The end product of such discussions, though, is that people like myself flee the discussion—literally flee, as if the hounds of hell were chomping at our butts. The downside of running away, though, is we’re left feeling that we have no input, no control over what the web of the future will, or will not, allow. That the web of the future of the web is designed by and for the web designers, and not thee and me.

The real problem, though, has less to do with communication style, and more to do with differing levels of expertise and interest. People like me, who are consumers of specs, are mixed in with people who create the parsers and the browsers, and live and breath, eat and sleep this stuff. What else can we, the consumers, do, though? There seemingly is no way for those of us, on the dumb side of markup, to communicate our concerns, wishes, and desires to the other side. But when we do venture into the lists, we are quickly overwhelmed with the specs, the references, the minutia. Our interests get lost in the fact that we don’t have the language to participate. Worse, we don’t have the language to participate in a field notorious for being both competitive, and impatient.

Unbeknownst to ourselves, we have become Pinky to the markup Brains.

So we consumers flee the lists and leave them to the developers and designers, and the end result is that we have specifications, and eventually implementations, that, well, frankly, scare the shit out of most of us.

Don’t believe me? How else could you explain the Yellow Screen of Death that appears whenever you make a simple mistake in markup for the post you’re writing? Not a helpful error, or an error that gently points out where and why the problem occurs; an error that tries to work with you to correct the problem.
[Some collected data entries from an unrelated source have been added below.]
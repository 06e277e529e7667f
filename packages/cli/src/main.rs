mod commands;
mod config;

use clap::{Parser, Subcommand};
use colored::Colorize;
use commands::{compress, init, CompressArgs, InitArgs};
use tracing_subscriber::EnvFilter;

/// csspress - structural CSS optimizer
#[derive(Parser, Debug)]
#[command(name = "csspress")]
#[command(author, version, about, long_about = None)]
struct Cli {
    /// Log every pass (same as RUST_LOG=debug)
    #[arg(short, long, global = true)]
    verbose: bool,

    #[command(subcommand)]
    command: Command,
}

#[derive(Subcommand, Debug)]
enum Command {
    /// Write a default csspress.config.json
    Init(InitArgs),

    /// Compress a stylesheet or every stylesheet in a directory
    Compress(CompressArgs),
}

fn init_tracing(verbose: bool) {
    let filter = if verbose {
        EnvFilter::new("debug")
    } else {
        EnvFilter::try_from_default_env().unwrap_or_else(|_| EnvFilter::new("warn"))
    };

    tracing_subscriber::fmt()
        .with_env_filter(filter)
        .with_writer(std::io::stderr)
        .init();
}

fn main() {
    let cli = Cli::parse();
    init_tracing(cli.verbose);

    let cwd = match std::env::current_dir() {
        Ok(dir) => dir.display().to_string(),
        Err(err) => {
            eprintln!("{} Cannot get current directory: {}", "Error:".red().bold(), err);
            std::process::exit(1);
        }
    };

    let result = match cli.command {
        Command::Init(args) => init(args, &cwd),
        Command::Compress(args) => compress(args, &cwd),
    };

    if let Err(err) = result {
        eprintln!();
        eprintln!("{} {}", "Error:".red().bold(), err);
        eprintln!();
        std::process::exit(1);
    }
}
use logos::Logos;
use std::fmt;

/// CSS tokens, close to the css-syntax-3 token set.
///
/// Numbers carry no exponent part so that `1em`/`1e` are read as dimensions.
#[derive(Logos, Debug, Clone, Copy, PartialEq)]
#[logos(skip r"/\*([^*]|\*+[^*/])*\*+/")]
#[logos(skip r"<!--|-->")]
pub enum Token<'src> {
    #[regex(r"[ \t\n\r\f]+")]
    Whitespace,

    #[regex(r"@(--|-?([a-zA-Z_]|[^\x00-\x7F]|\\[^\r\n\f]))([a-zA-Z0-9_-]|[^\x00-\x7F]|\\[^\r\n\f])*", |lex| &lex.slice()[1..])]
    AtKeyword(&'src str),

    #[regex(r"(--|-?([a-zA-Z_]|[^\x00-\x7F]|\\[^\r\n\f]))([a-zA-Z0-9_-]|[^\x00-\x7F]|\\[^\r\n\f])*", |lex| lex.slice())]
    Ident(&'src str),

    /// Function name without the opening parenthesis
    #[regex(r"(--|-?([a-zA-Z_]|[^\x00-\x7F]|\\[^\r\n\f]))([a-zA-Z0-9_-]|[^\x00-\x7F]|\\[^\r\n\f])*\(", |lex| { let s = lex.slice(); &s[..s.len() - 1] })]
    Function(&'src str),

    /// Unquoted `url(...)`, contents trimmed
    #[regex(r#"[uU][rR][lL]\([ \t\n\r\f]*[^"'() \t\n\r\f]*[ \t\n\r\f]*\)"#, |lex| { let s = lex.slice(); s[4..s.len() - 1].trim() })]
    Url(&'src str),

    /// Hash without the leading `#`
    #[regex(r"#([a-zA-Z0-9_-]|[^\x00-\x7F]|\\[^\r\n\f])+", |lex| &lex.slice()[1..])]
    Hash(&'src str),

    /// String literal with its quotes
    #[regex(r#""([^"\\\r\n]|\\(.|\n))*""#, |lex| lex.slice())]
    #[regex(r#"'([^'\\\r\n]|\\(.|\n))*'"#, |lex| lex.slice())]
    String(&'src str),

    #[regex(r"[+-]?([0-9]+(\.[0-9]+)?|\.[0-9]+)", |lex| lex.slice())]
    Number(&'src str),

    /// Percentage without the `%`
    #[regex(r"[+-]?([0-9]+(\.[0-9]+)?|\.[0-9]+)%", |lex| { let s = lex.slice(); &s[..s.len() - 1] })]
    Percentage(&'src str),

    #[regex(r"[+-]?([0-9]+(\.[0-9]+)?|\.[0-9]+)(--|-?([a-zA-Z_]|[^\x00-\x7F]|\\[^\r\n\f]))([a-zA-Z0-9_-]|[^\x00-\x7F]|\\[^\r\n\f])*", |lex| lex.slice())]
    Dimension(&'src str),

    #[token("{")]
    LBrace,

    #[token("}")]
    RBrace,

    #[token("(")]
    LParen,

    #[token(")")]
    RParen,

    #[token("[")]
    LBracket,

    #[token("]")]
    RBracket,

    #[token(":")]
    Colon,

    #[token(";")]
    Semicolon,

    #[token(",")]
    Comma,

    /// Any other single punctuation character
    #[regex(r#"[!-'*+\-./<-@\\^`|~]"#, |lex| lex.slice().chars().next())]
    Delim(char),
}

impl<'src> Token<'src> {
    pub fn is_whitespace(&self) -> bool {
        matches!(self, Token::Whitespace)
    }

    pub fn is_delim(&self, c: char) -> bool {
        matches!(self, Token::Delim(d) if *d == c)
    }
}

impl<'src> fmt::Display for Token<'src> {
    fn fmt(&self, f: &mut fmt::Formatter<'_>) -> fmt::Result {
        match self {
            Token::Whitespace => write!(f, "whitespace"),
            Token::AtKeyword(s) => write!(f, "at-keyword '@{}'", s),
            Token::Ident(s) => write!(f, "identifier '{}'", s),
            Token::Function(s) => write!(f, "function '{}('", s),
            Token::Url(s) => write!(f, "url({})", s),
            Token::Hash(s) => write!(f, "hash '#{}'", s),
            Token::String(s) => write!(f, "string {}", s),
            Token::Number(n) => write!(f, "number {}", n),
            Token::Percentage(n) => write!(f, "percentage {}%", n),
            Token::Dimension(d) => write!(f, "dimension {}", d),
            Token::LBrace => write!(f, "{{"),
            Token::RBrace => write!(f, "}}"),
            Token::LParen => write!(f, "("),
            Token::RParen => write!(f, ")"),
            Token::LBracket => write!(f, "["),
            Token::RBracket => write!(f, "]"),
            Token::Colon => write!(f, ":"),
            Token::Semicolon => write!(f, ";"),
            Token::Comma => write!(f, ","),
            Token::Delim(c) => write!(f, "'{}'", c),
        }
    }
}

/// Split a dimension token into its numeric part and its unit
pub fn split_dimension(text: &str) -> (&str, &str) {
    let bytes = text.as_bytes();
    let mut end = 0;
    if end < bytes.len() && (bytes[end] == b'+' || bytes[end] == b'-') {
        end += 1;
    }
    while end < bytes.len() && (bytes[end].is_ascii_digit() || bytes[end] == b'.') {
        end += 1;
    }
    text.split_at(end)
}

/// Tokenize a source string. The first span that matches no token is returned as the error.
pub fn tokenize(source: &str) -> Result<Vec<(Token<'_>, std::ops::Range<usize>)>, std::ops::Range<usize>> {
    Token::lexer(source)
        .spanned()
        .map(|(result, span)| match result {
            Ok(token) => Ok((token, span)),
            Err(()) => Err(span),
        })
        .collect()
}

#[cfg(test)]
mod tests {
    use super::*;

    fn kinds(source: &str) -> Vec<Token<'_>> {
        tokenize(source)
            .unwrap()
            .into_iter()
            .map(|(token, _)| token)
            .collect()
    }

    #[test]
    fn test_rule_tokens() {
        assert_eq!(
            kinds(".a>b{color:red}"),
            vec![
                Token::Delim('.'),
                Token::Ident("a"),
                Token::Delim('>'),
                Token::Ident("b"),
                Token::LBrace,
                Token::Ident("color"),
                Token::Colon,
                Token::Ident("red"),
                Token::RBrace,
            ]
        );
    }

    #[test]
    fn test_numeric_tokens() {
        assert_eq!(
            kinds("1px 50% .5 -2em"),
            vec![
                Token::Dimension("1px"),
                Token::Whitespace,
                Token::Percentage("50"),
                Token::Whitespace,
                Token::Number(".5"),
                Token::Whitespace,
                Token::Dimension("-2em"),
            ]
        );
    }

    #[test]
    fn test_functions_and_urls() {
        assert_eq!(
            kinds("rgb(1,2,3) url( a.png ) url(\"b\")"),
            vec![
                Token::Function("rgb"),
                Token::Number("1"),
                Token::Comma,
                Token::Number("2"),
                Token::Comma,
                Token::Number("3"),
                Token::RParen,
                Token::Whitespace,
                Token::Url("a.png"),
                Token::Whitespace,
                Token::Function("url"),
                Token::String("\"b\""),
                Token::RParen,
            ]
        );
    }

    #[test]
    fn test_comments_skipped() {
        assert_eq!(
            kinds("a/* x */{/**/}"),
            vec![Token::Ident("a"), Token::LBrace, Token::RBrace]
        );
    }

    #[test]
    fn test_at_keyword_and_hash() {
        assert_eq!(
            kinds("@-webkit-keyframes #fff"),
            vec![
                Token::AtKeyword("-webkit-keyframes"),
                Token::Whitespace,
                Token::Hash("fff"),
            ]
        );
    }

    #[test]
    fn test_ie_hack_identifier() {
        assert_eq!(kinds("\\9"), vec![Token::Ident("\\9")]);
        assert_eq!(kinds("1px\\9"), vec![Token::Dimension("1px\\9")]);
    }

    #[test]
    fn test_split_dimension() {
        assert_eq!(split_dimension("-1.5em"), ("-1.5", "em"));
        assert_eq!(split_dimension("10px\\9"), ("10", "px\\9"));
    }
}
No, it is an ugly error, an angry error, with red on yellow, that screams, “Bad, Shelley! Bad”, before it invariably trails off to uselessness on the right side of the browser. You don’t think an actual person like you and me would have designed a specification that encourages this behavior, or a browser that implements it, do you?

The true irony, though, is when you do voice concerns, or criticism, you’re typically met with, “If you want something, you need to participate in the email lists working on the specifications”, and the cycle begins anew. Narf.